Every few years, a new group of dimwits dusts off Malthus and proclaims that we won't have enough food, or iron, or copper, or whatever. A static view of the world that holds all over variables constant except one leads to erroneus predications (e.g. Ehrlich's Population Bomb is the most famous, we were supposed to have mass die offs by now). The only problem is, doomsday always fails to appear. Now of course, we'll run out of food and resources in 2050 right? Biotechnology won't change anything right? There will be no innovations in production. No nanotechnology. No new energy. Everything will be the same as 2004, except all 9 billion people will consume the same as an American today. We must assume the worst right? Let's kill off promising scientific research because, ohgawd, if we're wrong about efficiency continuing to increase, by 2050 we're be starving and the environment will be dead because people will live slightly longer.

And what if your wrong? What if restricting the level of healthcare science available to people instead slows the declining birthrates, so we end up with MORE people, instead of accelerating depopulation, you decelerate it? What if closing off valuable scientific corridors means you missed a discovery would could drastically reduce the amount of resources consumed per person? In fact, what if human beings could be engineered to require less food? What if our metabolism could be made more efficient?

Who knows. I look forward to a dynamic and changing, indeed, challenging future. And I will fight tooth and nail against scientific luddites and environmentalist wackos, who sell out my future by vowing to protect me against technology.
 
HAHAHAHHA! Somebody mentioned Malthus.

*edit*
A good read is:
Theoretical Evolutionary Ecology - Michael Bulmer 1994
Chapter 2 - Population Dynamics (single species model)
 
The planet can feed easily 10 billion now according to UN studies and when and IF we hit 10 billion, what with the collapsing demographics which isnt only happening in developped countreis but quickly gaining in underdevelopped areas as well, we will probably be able to feed many more that number. I personally cant tell the diff tween a veggie burger and real one... Imagine if we all got to liking them in our fast food. The energy devoted to making soy is a fraction than mkaing beef. And thats just an example of what can be achieved.

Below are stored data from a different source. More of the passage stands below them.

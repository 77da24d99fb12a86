// Copyright 2023 Remi Bernotavicius

use derive_more::Display;
use diesel::associations::{Associations, Identifiable};
use diesel::deserialize::Queryable;
use diesel::expression::Selectable;
use diesel::prelude::{AsChangeset, Insertable};
use diesel_derive_newtype::DieselNewType;
use std::fmt;
use std::ops::RangeInclusive;

macro_rules! id_type {
    ($name:ident) => {
        #[derive(DieselNewType, Debug, Display, Hash, PartialEq, Eq, PartialOrd, Ord, Copy, Clone)]
        pub struct $name(i32);

        impl From<i32> for $name {
            fn from(id: i32) -> Self {
                Self(id)
            }
        }
    };
}

id_type!(UserId);
id_type!(SubscriptionId);
id_type!(TagId);
id_type!(IngredientId);
id_type!(RecipeId);
id_type!(IngredientInRecipeId);
id_type!(FavoriteId);
id_type!(ShoppingCartId);

/// Minutes, inclusive.
pub const COOKING_TIME: RangeInclusive<i32> = 1..=360;

/// Units of the ingredient's measurement, inclusive.
pub const AMOUNT: RangeInclusive<i32> = 1..=100;

#[derive(Queryable, Selectable, Identifiable, Debug, Display, Clone, PartialEq, Eq)]
#[diesel(table_name = crate::database::schema::users)]
#[display("{username}")]
pub struct User {
    pub id: UserId,
    pub username: String,
    pub email: String,
    pub first_name: String,
    pub last_name: String,
    pub password: String,
    pub is_staff: bool,
    pub is_active: bool,
    pub date_joined: chrono::NaiveDateTime,
}

#[derive(Insertable, Debug, Clone)]
#[diesel(table_name = crate::database::schema::users)]
pub struct NewUser<'a> {
    pub username: &'a str,
    pub email: &'a str,
    pub first_name: &'a str,
    pub last_name: &'a str,
    pub password: &'a str,
    pub is_staff: bool,
    pub is_active: bool,
}

impl<'a> NewUser<'a> {
    /// A regular active account.
    pub fn new(
        username: &'a str,
        email: &'a str,
        first_name: &'a str,
        last_name: &'a str,
        password: &'a str,
    ) -> Self {
        Self {
            username,
            email,
            first_name,
            last_name,
            password,
            is_staff: false,
            is_active: true,
        }
    }
}

#[derive(Queryable, Selectable, Identifiable, Debug, Clone, PartialEq, Eq)]
#[diesel(table_name = crate::database::schema::subscriptions)]
pub struct Subscription {
    pub id: SubscriptionId,
    pub user_id: UserId,
    pub author_id: UserId,
}

#[derive(Queryable, Selectable, Identifiable, Debug, Display, Clone, PartialEq, Eq)]
#[diesel(table_name = crate::database::schema::tags)]
#[display("{name}")]
pub struct Tag {
    pub id: TagId,
    pub name: String,
    pub color: String,
    pub slug: String,
}

#[derive(Insertable, Debug, Clone)]
#[diesel(table_name = crate::database::schema::tags)]
pub struct NewTag<'a> {
    pub name: &'a str,
    pub color: &'a str,
    pub slug: &'a str,
}

#[derive(Queryable, Selectable, Identifiable, Debug, Display, Clone, PartialEq, Eq)]
#[diesel(table_name = crate::database::schema::ingredients)]
#[display("{name}")]
pub struct Ingredient {
    pub id: IngredientId,
    pub name: String,
    pub measurement_unit: String,
}

#[derive(Insertable, Debug, Clone)]
#[diesel(table_name = crate::database::schema::ingredients)]
pub struct NewIngredient<'a> {
    pub name: &'a str,
    pub measurement_unit: &'a str,
}

#[derive(Associations, Queryable, Selectable, Identifiable, Debug, Display, Clone, PartialEq, Eq)]
#[diesel(belongs_to(User, foreign_key = author_id))]
#[diesel(table_name = crate::database::schema::recipes)]
#[display("{name}")]
pub struct Recipe {
    pub id: RecipeId,
    pub author_id: UserId,
    pub name: String,
    pub image: String,
    pub text: String,
    pub cooking_time: i32,
    pub created: chrono::NaiveDateTime,
}

/// The scalar part of a recipe. Ingredients and tags travel alongside it in
/// [`crate::query::recipes::RecipeInput`].
#[derive(Insertable, AsChangeset, Debug, Clone)]
#[diesel(table_name = crate::database::schema::recipes)]
pub struct NewRecipe<'a> {
    pub name: &'a str,
    pub image: &'a str,
    pub text: &'a str,
    pub cooking_time: i32,
}

#[derive(Associations, Queryable, Selectable, Identifiable, Debug, Clone, PartialEq, Eq)]
#[diesel(belongs_to(Recipe))]
#[diesel(belongs_to(Ingredient))]
#[diesel(table_name = crate::database::schema::ingredients_in_recipe)]
pub struct IngredientInRecipe {
    pub id: IngredientInRecipeId,
    pub recipe_id: RecipeId,
    pub ingredient_id: IngredientId,
    pub amount: i32,
}

/// An ingredient row of a recipe joined with the ingredient it refers to.
#[derive(Debug, Clone, PartialEq, Eq)]
pub struct RecipeIngredient {
    pub usage: IngredientInRecipe,
    pub ingredient: Ingredient,
}

impl fmt::Display for RecipeIngredient {
    fn fmt(&self, f: &mut fmt::Formatter<'_>) -> fmt::Result {
        write!(f, "{}: {}", self.ingredient.name, self.usage.amount)
    }
}

#[derive(Associations, Queryable, Selectable, Identifiable, Debug, Clone, PartialEq, Eq)]
#[diesel(belongs_to(User))]
#[diesel(belongs_to(Recipe))]
#[diesel(table_name = crate::database::schema::favorites)]
pub struct Favorite {
    pub id: FavoriteId,
    pub user_id: UserId,
    pub recipe_id: RecipeId,
    pub created: chrono::NaiveDateTime,
}

#[derive(Associations, Queryable, Selectable, Identifiable, Debug, Clone, PartialEq, Eq)]
#[diesel(belongs_to(User))]
#[diesel(belongs_to(Recipe))]
#[diesel(table_name = crate::database::schema::shopping_carts)]
pub struct ShoppingCart {
    pub id: ShoppingCartId,
    pub user_id: UserId,
    pub recipe_id: RecipeId,
    pub created: chrono::NaiveDateTime,
}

They had revised the 10 billion by 2050 to 2070 with the bell curve that the rapid changes in demographics has forced into their numbers. I doubt we'll ever hit it. It would take as major a socio-economic change as is occuring only in the opposite direction.

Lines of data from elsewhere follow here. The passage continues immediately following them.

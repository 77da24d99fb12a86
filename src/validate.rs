// Copyright 2023 Remi Bernotavicius

//! Field validation run before any row is written. The same bounds are also
//! declared as constraints in the migration, so rows written around these
//! checks are still rejected by the database.

use crate::database::models::{
    NewIngredient, NewRecipe, NewTag, NewUser, AMOUNT, COOKING_TIME,
};
use crate::error::{Error, Result};
use std::ops::RangeInclusive;

pub trait Validate {
    fn validate(&self) -> Result<()>;
}

fn required(field: &'static str, value: &str) -> Result<()> {
    if value.trim().is_empty() {
        return Err(Error::validation(field, "this field may not be blank"));
    }
    Ok(())
}

fn max_length(field: &'static str, value: &str, max: usize) -> Result<()> {
    let len = value.chars().count();
    if len > max {
        return Err(Error::validation(
            field,
            format!("ensure this value has at most {max} characters (it has {len})"),
        ));
    }
    Ok(())
}

pub fn in_range(field: &'static str, value: i32, range: RangeInclusive<i32>) -> Result<()> {
    if !range.contains(&value) {
        return Err(Error::validation(
            field,
            format!(
                "{value} is outside of {}..={}",
                range.start(),
                range.end()
            ),
        ));
    }
    Ok(())
}

fn slug(field: &'static str, value: &str) -> Result<()> {
    let valid = value
        .chars()
        .all(|c| c.is_ascii_alphanumeric() || c == '-' || c == '_');
    if !valid {
        return Err(Error::validation(
            field,
            format!("{value:?} may only contain letters, numbers, underscores or hyphens"),
        ));
    }
    Ok(())
}

fn username(field: &'static str, value: &str) -> Result<()> {
    let valid = value
        .chars()
        .all(|c| c.is_alphanumeric() || matches!(c, '_' | '.' | '@' | '+' | '-'));
    if !valid {
        return Err(Error::validation(
            field,
            format!("{value:?} may only contain letters, digits and @/./+/-/_"),
        ));
    }
    Ok(())
}

fn email(field: &'static str, value: &str) -> Result<()> {
    let valid = match value.split_once('@') {
        Some((local, domain)) => !local.is_empty() && domain.contains('.') && !domain.contains('@'),
        None => false,
    };
    if !valid {
        return Err(Error::validation(
            field,
            format!("{value:?} is not a valid email address"),
        ));
    }
    Ok(())
}

impl Validate for NewUser<'_> {
    fn validate(&self) -> Result<()> {
        required("username", self.username)?;
        max_length("username", self.username, 150)?;
        username("username", self.username)?;
        required("email", self.email)?;
        max_length("email", self.email, 254)?;
        email("email", self.email)?;
        required("first_name", self.first_name)?;
        max_length("first_name", self.first_name, 150)?;
        required("last_name", self.last_name)?;
        max_length("last_name", self.last_name, 150)?;
        max_length("password", self.password, 128)?;
        Ok(())
    }
}

impl Validate for NewTag<'_> {
    fn validate(&self) -> Result<()> {
        required("name", self.name)?;
        max_length("name", self.name, 255)?;
        required("color", self.color)?;
        max_length("color", self.color, 255)?;
        required("slug", self.slug)?;
        max_length("slug", self.slug, 255)?;
        slug("slug", self.slug)?;
        Ok(())
    }
}

impl Validate for NewIngredient<'_> {
    fn validate(&self) -> Result<()> {
        required("name", self.name)?;
        max_length("name", self.name, 255)?;
        required("measurement_unit", self.measurement_unit)?;
        max_length("measurement_unit", self.measurement_unit, 15)?;
        Ok(())
    }
}

impl Validate for NewRecipe<'_> {
    fn validate(&self) -> Result<()> {
        required("name", self.name)?;
        max_length("name", self.name, 255)?;
        max_length("image", self.image, 100)?;
        required("text", self.text)?;
        in_range("cooking_time", self.cooking_time, COOKING_TIME)?;
        Ok(())
    }
}

pub fn amount(value: i32) -> Result<()> {
    in_range("amount", value, AMOUNT)
}
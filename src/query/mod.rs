// Copyright 2023 Remi Bernotavicius

//! Create/read/update/delete operations over every table. Each function takes
//! the connection explicitly and returns database errors unmodified.

pub mod catalog;
pub mod collections;
pub mod recipes;
pub mod users;

/// Creation timestamp for new rows. Kept at sub-second precision so "newest
/// first" orderings are stable within a single second.
fn now() -> chrono::NaiveDateTime {
    chrono::Utc::now().naive_utc()
}

#[cfg(test)]
pub(crate) mod fixtures {
    use crate::database::models::{
        Ingredient, NewIngredient, NewRecipe, NewTag, NewUser, Recipe, Tag, User,
    };
    use crate::database::Connection;
    use crate::query::{catalog, recipes, users};

    pub fn user(conn: &mut Connection, username: &str) -> User {
        let email = format!("{username}@example.com");
        users::create_user(
            conn,
            &NewUser::new(username, &email, "First", "Last", "hash"),
        )
        .unwrap()
    }

    pub fn tag(conn: &mut Connection, slug: &str) -> Tag {
        let color = format!("#{slug}");
        catalog::create_tag(
            conn,
            &NewTag {
                name: slug,
                color: &color,
                slug,
            },
        )
        .unwrap()
    }

    pub fn ingredient(conn: &mut Connection, name: &str, measurement_unit: &str) -> Ingredient {
        catalog::create_ingredient(
            conn,
            &NewIngredient {
                name,
                measurement_unit,
            },
        )
        .unwrap()
    }

    pub fn recipe(conn: &mut Connection, author: &User, name: &str, tags: &[&Tag]) -> Recipe {
        let input = recipes::RecipeInput {
            recipe: NewRecipe {
                name,
                image: "",
                text: "Mix everything.",
                cooking_time: 10,
            },
            ingredients: vec![],
            tags: tags.iter().map(|t| t.id).collect(),
        };
        recipes::create_recipe(conn, author.id, &input).unwrap()
    }
}
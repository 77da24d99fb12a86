// Copyright 2023 Remi Bernotavicius

use crate::database;
use crate::database::models::{Favorite, Recipe, RecipeId, ShoppingCart, UserId};
use crate::database::schema::{favorites, ingredients, ingredients_in_recipe, recipes, shopping_carts};
use crate::error::Result;
use diesel::ExpressionMethods as _;
use diesel::JoinOnDsl as _;
use diesel::QueryDsl as _;
use diesel::RunQueryDsl as _;
use diesel::SelectableHelper as _;
use std::collections::BTreeMap;
use std::fmt;

pub fn add_favorite(
    conn: &mut database::Connection,
    user: UserId,
    recipe: RecipeId,
) -> Result<Favorite> {
    Ok(diesel::insert_into(favorites::table)
        .values((
            favorites::user_id.eq(user),
            favorites::recipe_id.eq(recipe),
            favorites::created.eq(super::now()),
        ))
        .returning(Favorite::as_returning())
        .get_result(conn)?)
}

pub fn remove_favorite(
    conn: &mut database::Connection,
    user: UserId,
    recipe: RecipeId,
) -> Result<bool> {
    let deleted = diesel::delete(
        favorites::table
            .filter(favorites::user_id.eq(user))
            .filter(favorites::recipe_id.eq(recipe)),
    )
    .execute(conn)?;
    Ok(deleted > 0)
}

pub fn is_favorited(conn: &mut database::Connection, user: UserId, recipe: RecipeId) -> Result<bool> {
    Ok(diesel::select(diesel::dsl::exists(
        favorites::table
            .filter(favorites::user_id.eq(user))
            .filter(favorites::recipe_id.eq(recipe)),
    ))
    .get_result(conn)?)
}

/// The user's favorite recipes, most recently favorited first.
pub fn favorites(conn: &mut database::Connection, user: UserId) -> Result<Vec<Recipe>> {
    Ok(recipes::table
        .inner_join(favorites::table)
        .filter(favorites::user_id.eq(user))
        .select(Recipe::as_select())
        .order((favorites::created.desc(), favorites::id.desc()))
        .load(conn)?)
}

pub fn add_to_shopping_cart(
    conn: &mut database::Connection,
    user: UserId,
    recipe: RecipeId,
) -> Result<ShoppingCart> {
    Ok(diesel::insert_into(shopping_carts::table)
        .values((
            shopping_carts::user_id.eq(user),
            shopping_carts::recipe_id.eq(recipe),
            shopping_carts::created.eq(super::now()),
        ))
        .returning(ShoppingCart::as_returning())
        .get_result(conn)?)
}

pub fn remove_from_shopping_cart(
    conn: &mut database::Connection,
    user: UserId,
    recipe: RecipeId,
) -> Result<bool> {
    let deleted = diesel::delete(
        shopping_carts::table
            .filter(shopping_carts::user_id.eq(user))
            .filter(shopping_carts::recipe_id.eq(recipe)),
    )
    .execute(conn)?;
    Ok(deleted > 0)
}

pub fn is_in_shopping_cart(
    conn: &mut database::Connection,
    user: UserId,
    recipe: RecipeId,
) -> Result<bool> {
    Ok(diesel::select(diesel::dsl::exists(
        shopping_carts::table
            .filter(shopping_carts::user_id.eq(user))
            .filter(shopping_carts::recipe_id.eq(recipe)),
    ))
    .get_result(conn)?)
}

pub fn shopping_cart(conn: &mut database::Connection, user: UserId) -> Result<Vec<Recipe>> {
    Ok(recipes::table
        .inner_join(shopping_carts::table)
        .filter(shopping_carts::user_id.eq(user))
        .select(Recipe::as_select())
        .order((shopping_carts::created.desc(), shopping_carts::id.desc()))
        .load(conn)?)
}

#[derive(Debug, Clone, PartialEq, Eq)]
pub struct ShoppingListItem {
    pub name: String,
    pub measurement_unit: String,
    pub total: i64,
}

impl fmt::Display for ShoppingListItem {
    fn fmt(&self, f: &mut fmt::Formatter<'_>) -> fmt::Result {
        write!(f, "{} ({}) - {}", self.name, self.measurement_unit, self.total)
    }
}

/// Sums the ingredient amounts of every recipe in the user's cart, grouped by
/// ingredient name and unit, sorted by name.
pub fn shopping_list(
    conn: &mut database::Connection,
    user: UserId,
) -> Result<Vec<ShoppingListItem>> {
    let rows: Vec<(String, String, i32)> = ingredients_in_recipe::table
        .inner_join(ingredients::table)
        .inner_join(
            shopping_carts::table
                .on(shopping_carts::recipe_id.eq(ingredients_in_recipe::recipe_id)),
        )
        .filter(shopping_carts::user_id.eq(user))
        .select((
            ingredients::name,
            ingredients::measurement_unit,
            ingredients_in_recipe::amount,
        ))
        .load(conn)?;

    let mut totals: BTreeMap<(String, String), i64> = BTreeMap::new();
    for (name, measurement_unit, amount) in rows {
        *totals.entry((name, measurement_unit)).or_default() += i64::from(amount);
    }

    Ok(totals
        .into_iter()
        .map(|((name, measurement_unit), total)| ShoppingListItem {
            name,
            measurement_unit,
            total,
        })
        .collect())
}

Woulda been nice to see Einstein still with us... Imagine having another 100 years or so of being able to continue to develop your mind and your research in such specialized fields.
 
Woulda been nice to see Einstein still with us... Imagine having another 100 years or so of being able to continue to develop your mind and your research in such specialized fields
Einstein right now would likely not have much of his intellectual capacity left. Currently we can only prolong life, not youth.
Most people start to get "set in their ways" after a certain age so longer life may ultimately lead to slower change/advancement than we have had the last 60 years.